Les Maléfices du Temps
Au fil de cinq magnifiques récits, Michel Rozenberg va nous parler du temps. Non pas du temps qu'il fait, mais du temps qui passe, du temps qui détruit, qui délite, qui sépare, qui use et qui blesse. Cinq longues nouvelles centrées autour de cette seule et unique thématique si riche de sens, de doutes et de douleur mais aussi de sagesse et de maturité.
Le temps, véritable Janus Bifrons que Michel Rozenberg nous offre ici avec tout son cortège de failles et de brisures, que cela soit l'usure des sentiments, la solitude, la vieillesse, la mort ou le souvenir douloureux. Une écriture sans complaisance et extrêmement maîtrisée pour un voyage dans les couloirs du temps à la rencontre de personnages comme vous et moi emportés par le souffle du temps vers des contrées fantastiques et inquiétantes à la lisière entre cauchemar et réalité. Un voyage dont vous ne ressortirez pas indemnes...

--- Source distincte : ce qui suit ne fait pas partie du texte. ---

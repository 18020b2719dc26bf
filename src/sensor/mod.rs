//! Sensor input collaborators.
//!
//! - [`SensorSource`] what the control loop reads from
//! - [`SensorSimulator`] deterministic-plus-noise sample generator
//! - [`SensorPipeline`] generator task publishing into a [`DoubleBufferChannel`]

mod pipeline;
mod simulator;

pub use pipeline::SensorPipeline;
pub use simulator::SensorSimulator;

use crate::snapshot::DoubleBufferChannel;

/// Latest sensor reading plus producer-side timing statistics.
#[derive(Debug, Clone, Copy, PartialEq, Default)]
pub struct SensorSnapshot {
    pub seq: u64,
    pub ts_ns: u64,
    pub a: f64,
    pub b: f64,
    pub c: f64,
    /// Instantaneous production rate (1 / last interval).
    pub effective_rate_hz: f64,
    /// Intervals longer than twice the nominal period.
    pub missed_deadlines: u64,
}

/// Source of sensor snapshots. `latest` must not block.
pub trait SensorSource: Send + Sync + 'static {
    fn latest(&self) -> SensorSnapshot;
}

impl SensorSource for DoubleBufferChannel<SensorSnapshot> {
    fn latest(&self) -> SensorSnapshot {
        self.read()
    }
}
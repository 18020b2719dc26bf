//! # Event subscribers.
//!
//! The runtime's listener task drains the [`Bus`](crate::events::Bus) and
//! hands every event to a [`SubscriberSet`], which fans it out to each
//! [`Subscribe`] implementation on its own queue and worker task.
//!
//! ```text
//!   ProcessManager ─┐
//!   HeartbeatMonitor┼─ publish ──► Bus ──► listener ──► SubscriberSet
//!   ControlLoop ────┤                                   ├─► [queue] ─► LogWriter
//!   ControllerRuntime                                   └─► [queue] ─► custom ...
//! ```
//!
//! ## Implementing a subscriber
//! ```no_run
//! use algovisor::{Event, EventKind, Subscribe};
//! use async_trait::async_trait;
//!
//! struct RestartCounter;
//!
//! #[async_trait]
//! impl Subscribe for RestartCounter {
//!     async fn on_event(&self, ev: &Event) {
//!         if ev.kind == EventKind::RestartSucceeded {
//!             // bump a counter
//!         }
//!     }
//!
//!     fn name(&self) -> &'static str {
//!         "restart-counter"
//!     }
//! }
//! ```

mod log;
mod set;
mod subscriber;

pub use log::LogWriter;
pub use set::SubscriberSet;
pub use subscriber::Subscribe;
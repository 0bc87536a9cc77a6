//! # gzpack Info Command
//!
//! File: cli/src/commands/info.rs
//!
//! `gzpack info` prints the version and the project URL, one per line.
//!
use crate::core::config::AppInfo;
use crate::core::error::Result;

pub fn handle_info(app: &AppInfo) -> Result<()> {
    print!("{}", render_info(app));
    Ok(())
}

fn render_info(app: &AppInfo) -> String {
    format!("{}\n{}\n", app.version, app.url)
}

#[cfg(test)]
mod tests {
    use super::*;

    #[test]
    fn test_render_info() {
        let app = AppInfo {
            version: "1.2.3",
            url: "https://example.org/gzpack",
        };
        assert_eq!(render_info(&app), "1.2.3\nhttps://example.org/gzpack\n");
    }
}
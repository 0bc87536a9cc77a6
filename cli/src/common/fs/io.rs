//! # gzpack Filesystem I/O Operations
//!
//! File: cli/src/common/fs/io.rs
//!
//! ## Overview
//!
//! This module centralizes the filesystem operations the archive core needs,
//! wrapping `std::fs` calls so every failure carries the path involved and
//! maps onto a `GzpackError` kind.
//!
//! ## Architecture
//!
//! - **`ensure_dir_exists`**: Creates a directory and its parents if missing, and rejects paths that exist but are not directories.
//! - **`read_file_bytes`**: Reads a whole file into memory. Archive members are buffered whole, so this is the only read path for sources.
//! - **`write_bytes_to_file`**: Creates or truncates a file and writes the given bytes.
//! - **`entry_name_for`**: Derives an entry name from a source path (its final component).
//!
//! ## Usage
//!
//! ```rust
//! use crate::common::fs::io;
//! use std::path::Path;
//!
//! # fn run_example() -> crate::core::error::Result<()> {
//! io::ensure_dir_exists(Path::new("./restored"))?;
//! let bytes = io::read_file_bytes(Path::new("./notes/todo.txt"))?;
//! io::write_bytes_to_file(Path::new("./restored/todo.txt"), &bytes)?;
//! assert_eq!(io::entry_name_for(Path::new("./notes/todo.txt"))?, "todo.txt");
//! # Ok(())
//! # }
//! ```
//!
use crate::core::error::{GzpackError, Result};
use std::ffi::OsString;
use std::fs;
use std::path::Path;
use tracing::{debug, info};

/// Ensures that a directory exists at the specified path.
///
/// If the path does not exist, this function creates the directory,
/// including any necessary parent directories (similar to `mkdir -p`).
///
/// # Errors
///
/// Returns `GzpackError::FileSystem` if:
/// - The path exists but is not a directory.
/// - Creating the directory fails (e.g., due to permissions).
pub fn ensure_dir_exists(path: &Path) -> Result<()> {
    if !path.exists() {
        fs::create_dir_all(path).map_err(|e| {
            GzpackError::FileSystem(format!("Failed to create directory {:?}: {}", path, e))
        })?;
        info!("Created directory: {:?}", path);
    } else if !path.is_dir() {
        anyhow::bail!(GzpackError::FileSystem(format!(
            "Path exists but is not a directory: {:?}",
            path
        )));
    } else {
        debug!("Directory already exists: {:?}", path);
    }
    Ok(())
}

/// Reads the entire content of a file into memory.
///
/// # Errors
///
/// Returns `GzpackError::Open` if the file cannot be opened or read.
pub fn read_file_bytes(path: &Path) -> Result<Vec<u8>> {
    let content = fs::read(path).map_err(|source| GzpackError::Open {
        path: path.to_path_buf(),
        source,
    })?;
    debug!("Read {} bytes from {:?}", content.len(), path);
    Ok(content)
}

/// Writes `content` to `path`, creating or truncating the file.
///
/// The parent directory must already exist.
///
/// # Errors
///
/// Returns `GzpackError::FileSystem` if the file cannot be created or written.
pub fn write_bytes_to_file(path: &Path, content: &[u8]) -> Result<()> {
    fs::write(path, content).map_err(|e| {
        GzpackError::FileSystem(format!("Failed to write file {:?}: {}", path, e))
    })?;
    debug!("Wrote {} bytes to {:?}", content.len(), path);
    Ok(())
}

/// Returns the final component of `path`, which is the name stored in the archive.
///
/// The name is kept as an `OsString` so file names that are not valid UTF-8
/// survive a round trip.
///
/// # Errors
///
/// Returns `GzpackError::InvalidEntryName` if the path has no final component
/// (e.g. `/` or `..`).
pub fn entry_name_for(path: &Path) -> Result<OsString> {
    let file_name = path.file_name().ok_or_else(|| {
        GzpackError::InvalidEntryName(format!("{:?} has no file name component", path))
    })?;
    Ok(file_name.to_os_string())
}
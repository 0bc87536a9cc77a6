//! # gzpack CLI Integration Test Common Helpers
//!
//! File: cli/tests/common.rs
//!
//! ## Overview
//!
//! Shared helpers for the integration test files (`archive.rs`,
//! `unarchive.rs`, `implicit.rs`, ...). Each test file declares `mod common;`
//! and is compiled as a separate test crate that runs the `gzpack` binary.
//!

// Different test files use different helpers.
#![allow(dead_code)]

pub use assert_cmd::Command;
use flate2::write::GzEncoder;
use flate2::Compression;
use std::fs;
use std::io::Write;
use std::path::{Path, PathBuf};

/// # Get gzpack Command (`gzpack_cmd`)
///
/// Creates an `assert_cmd::Command` for the compiled `gzpack` binary. The
/// diagnostics file is pointed into `workdir` and the process runs there, so
/// no test writes into the source tree.
///
/// ## Panics
/// Panics if the `gzpack` binary cannot be found via `Command::cargo_bin`.
pub fn gzpack_cmd(workdir: &Path) -> Command {
    let mut cmd = Command::cargo_bin("gzpack").expect("Failed to find gzpack binary for testing");
    cmd.current_dir(workdir).env_remove("RUST_LOG");
    cmd
}

/// Writes `files` into `dir` and returns their paths in the same order.
pub fn write_files(dir: &Path, files: &[(&str, &[u8])]) -> Vec<PathBuf> {
    files
        .iter()
        .map(|(name, content)| {
            let path = dir.join(name);
            fs::write(&path, content).expect("Failed to write test input file");
            path
        })
        .collect()
}

/// Gzips `raw` record bytes into `path`, bypassing the encoder, to build
/// malformed archives.
pub fn write_raw_archive(path: &Path, raw: &[u8]) {
    let file = fs::File::create(path).expect("Failed to create raw archive");
    let mut encoder = GzEncoder::new(file, Compression::default());
    encoder.write_all(raw).expect("Failed to write raw archive");
    encoder.finish().expect("Failed to finish raw archive");
}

L'un des intérêts majeurs de ce recueil (et pourtant, croyez-moi, il y en a beaucoup !), c'est la manière dont l'auteur est parvenu à resserrer son sujet sans jamais tomber dans la répétition ou dans l'extrapolation : ici, aucune histoire ne se ressemble et jamais la thématique du temps n'est traitée de manière grossière ou trop explicite, à la manière d'un voyage dans le temps ou d'une faille temporelle. Non. Michel Rozenberg travaille par touches délicates et angoissantes, par indices de la raison qui vacille et qui succombe peu à peu et nous invite à le suivre au coeur des méandres du temps, de ses courbes complexes et de ses circonvolutions maléfiques. Les repères se brouillent et s'annihilent peu à peu, la réalité s'efface et surtout, le temps passe et pèse de tous son poids sur les personnages.
La première nouvelle, qui donne d'ailleurs son nom au recueil, est un petit bijou : extrêmement bien écrite, elle nous plonge dans une intrigue qui n'est pas sans rappeler de prime abord le Bazaar de Stephen King (les longueurs en moins...) : un étrange antiquaire terrifiant, un livre interdit aux profanes, un étrange coffret qui change le cours de l'existence de ses possesseurs… Mais très vite, on cerne le style Rozenberg, la vivacité de l'intrigue et le rythme sans faille du récit. Le mystère se creuse au fil des pages et le temps s'abat soudain de tout son poids sur ceux qui ont osé braver les interdits du "traité de l'âge". Le temps reprend ses droits et la vieillesse devient le contre-pied de la jeunesse, celui qui donne doit reprendre et inversement. Une belle leçon pour un beau morceau de fantastique.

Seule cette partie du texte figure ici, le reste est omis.